INSTRUCTIONS FOR THE TASK ::
Everything from the line containing "be at least" through the line containing "assert!(config.cors_origin.is_none());" should be repeated exactly, and nothing else from the data.

——

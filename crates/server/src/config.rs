use anyhow::{Context, Result};

const DEFAULT_NOMINATIM_URL: &str = "https://nominatim.openstreetmap.org";
const DEFAULT_USER_AGENT: &str = concat!("haulplan/", env!("CARGO_PKG_VERSION"));

/// Server configuration, read from the environment (and `.env` if present).
#[derive(Debug, Clone, PartialEq)]
pub struct Config {
    pub port: u16,
    pub nominatim_url: String,
    /// Unset means legs are estimated as straight lines.
    pub osrm_url: Option<String>,
    pub user_agent: String,
    pub provider_timeout: std::time::Duration,
    pub retry_backoff: std::time::Duration,
    pub reverse_geocode: bool,
    pub reverse_geocode_concurrency: usize,
    /// Unset allows any origin.
    pub cors_origin: Option<String>,
}

impl Default for Config {
    fn default() -> Self {
        Self {
            port: 3000,
            nominatim_url: DEFAULT_NOMINATIM_URL.to_string(),
            osrm_url: None,
            user_agent: DEFAULT_USER_AGENT.to_string(),
            provider_timeout: std::time::Duration::from_secs(10),
            retry_backoff: std::time::Duration::from_millis(250),
            reverse_geocode: true,
            reverse_geocode_concurrency: 4,
            cors_origin: None,
        }
    }
}

impl Config {
    pub fn from_env() -> Result<Self> {
        dotenvy::dotenv().ok();
        Self::from_lookup(|key| std::env::var(key).ok())
    }

    /// Builds the configuration from any key lookup, defaults filling the gaps.
    pub fn from_lookup(lookup: impl Fn(&str) -> Option<String>) -> Result<Self> {
        let get = |key: &str| lookup(key).map(|value| value.trim().to_string()).filter(|value| !value.is_empty());
        let defaults = Self::default();

        let port = match get("PORT") {
            Some(port) => port.parse().with_context(|| format!("PORT must be a port number, got {port}"))?,
            None => defaults.port,
        };
        let provider_timeout = match get("PROVIDER_TIMEOUT_SECS") {
            Some(secs) => std::time::Duration::from_secs(
                secs.parse()
                    .with_context(|| format!("PROVIDER_TIMEOUT_SECS must be whole seconds, got {secs}"))?,
            ),
            None => defaults.provider_timeout,
        };
        let retry_backoff = match get("PROVIDER_RETRY_BACKOFF_MS") {
            Some(ms) => std::time::Duration::from_millis(
                ms.parse()
                    .with_context(|| format!("PROVIDER_RETRY_BACKOFF_MS must be milliseconds, got {ms}"))?,
            ),
            None => defaults.retry_backoff,
        };
        let reverse_geocode = match get("REVERSE_GEOCODE") {
            Some(flag) => parse_flag(&flag).with_context(|| format!("REVERSE_GEOCODE must be true or false, got {flag}"))?,
            None => defaults.reverse_geocode,
        };
        let reverse_geocode_concurrency = match get("REVERSE_GEOCODE_CONCURRENCY") {
            Some(n) => n
                .parse::<usize>()
                .ok()
                .filter(|n| *n > 0)
                .with_context(|| format!("REVERSE_GEOCODE_CONCURRENCY must be a positive number, got {n}"))?,
            None => defaults.reverse_geocode_concurrency,
        };
        if provider_timeout.is_zero() {
            anyhow::bail!("PROVIDER_TIMEOUT_SECS must be at least 1");
        }

        Ok(Self {
            port,
            nominatim_url: get("NOMINATIM_URL").unwrap_or(defaults.nominatim_url),
            osrm_url: get("OSRM_URL"),
            user_agent: get("USER_AGENT").unwrap_or(defaults.user_agent),
            provider_timeout,
            retry_backoff,
            reverse_geocode,
            reverse_geocode_concurrency,
            cors_origin: get("CORS_ORIGIN").filter(|origin| origin != "*"),
        })
    }
}

fn parse_flag(value: &str) -> Option<bool> {
    match value.to_ascii_lowercase().as_str() {
        "1" | "true" | "yes" | "on" => Some(true),
        "0" | "false" | "no" | "off" => Some(false),
        _ => None,
    }
}

#[cfg(test)]
mod tests {
    use super::*;
    use std::collections::HashMap;

    fn config(vars: &[(&str, &str)]) -> Result<Config> {
        let vars: HashMap<_, _> = vars.iter().copied().collect();
        Config::from_lookup(|key| vars.get(key).map(|value| value.to_string()))
    }

    #[test]
    fn empty_environment_gives_defaults() {
        assert_eq!(config(&[]).unwrap(), Config::default());
    }

    #[test]
    fn values_are_read() {
        let config = config(&[
            ("PORT", "8080"),
            ("OSRM_URL", "http://osrm:5000"),
            ("PROVIDER_TIMEOUT_SECS", "3"),
            ("REVERSE_GEOCODE", "off"),
            ("REVERSE_GEOCODE_CONCURRENCY", "2"),
            ("CORS_ORIGIN", "https://dashboard.example"),
        ])
        .unwrap();
        assert_eq!(config.port, 8080);
        assert_eq!(config.osrm_url.as_deref(), Some("http://osrm:5000"));
        assert_eq!(config.provider_timeout, std::time::Duration::from_secs(3));
        assert!(!config.reverse_geocode);
        assert_eq!(config.reverse_geocode_concurrency, 2);
        assert_eq!(config.cors_origin.as_deref(), Some("https://dashboard.example"));
    }

    #[test]
    fn blank_values_fall_back() {
        let config = config(&[("OSRM_URL", "  "), ("CORS_ORIGIN", "*")]).unwrap();
        assert!(config.osrm_url.is_none());
        assert!(config.cors_origin.is_none());
    }

    #[test]
    fn bad_values_are_rejected() {
        assert!(config(&[("PORT", "eighty")]).is_err());
        assert!(config(&[("REVERSE_GEOCODE", "maybe")]).is_err());
        assert!(config(&[("REVERSE_GEOCODE_CONCURRENCY", "0")]).is_err());
        assert!(config(&[("PROVIDER_TIMEOUT_SECS", "0")]).is_err());
    }
}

——

COMPLETED EXERCISE ::
            anyhow::bail!("PROVIDER_TIMEOUT_SECS must be at least 1");
        }

        Ok(Self {
            port,
            nominatim_url: get("NOMINATIM_URL").unwrap_or(defaults.nominatim_url),
            osrm_url: get("OSRM_URL"),
            user_agent: get("USER_AGENT").unwrap_or(defaults.user_agent),
            provider_timeout,
            retry_backoff,
            reverse_geocode,
            reverse_geocode_concurrency,
            cors_origin: get("CORS_ORIGIN").filter(|origin| origin != "*"),
        })
    }
}

fn parse_flag(value: &str) -> Option<bool> {
    match value.to_ascii_lowercase().as_str() {
        "1" | "true" | "yes" | "on" => Some(true),
        "0" | "false" | "no" | "off" => Some(false),
        _ => None,
    }
}

#[cfg(test)]
mod tests {
    use super::*;
    use std::collections::HashMap;

    fn config(vars: &[(&str, &str)]) -> Result<Config> {
        let vars: HashMap<_, _> = vars.iter().copied().collect();
        Config::from_lookup(|key| vars.get(key).map(|value| value.to_string()))
    }

    #[test]
    fn empty_environment_gives_defaults() {
        assert_eq!(config(&[]).unwrap(), Config::default());
    }

    #[test]
    fn values_are_read() {
        let config = config(&[
            ("PORT", "8080"),
            ("OSRM_URL", "http://osrm:5000"),
            ("PROVIDER_TIMEOUT_SECS", "3"),
            ("REVERSE_GEOCODE", "off"),
            ("REVERSE_GEOCODE_CONCURRENCY", "2"),
            ("CORS_ORIGIN", "https://dashboard.example"),
        ])
        .unwrap();
        assert_eq!(config.port, 8080);
        assert_eq!(config.osrm_url.as_deref(), Some("http://osrm:5000"));
        assert_eq!(config.provider_timeout, std::time::Duration::from_secs(3));
        assert!(!config.reverse_geocode);
        assert_eq!(config.reverse_geocode_concurrency, 2);
        assert_eq!(config.cors_origin.as_deref(), Some("https://dashboard.example"));
    }

    #[test]
    fn blank_values_fall_back() {
        let config = config(&[("OSRM_URL", "  "), ("CORS_ORIGIN", "*")]).unwrap();
        assert!(config.osrm_url.is_none());
        assert!(config.cors_origin.is_none());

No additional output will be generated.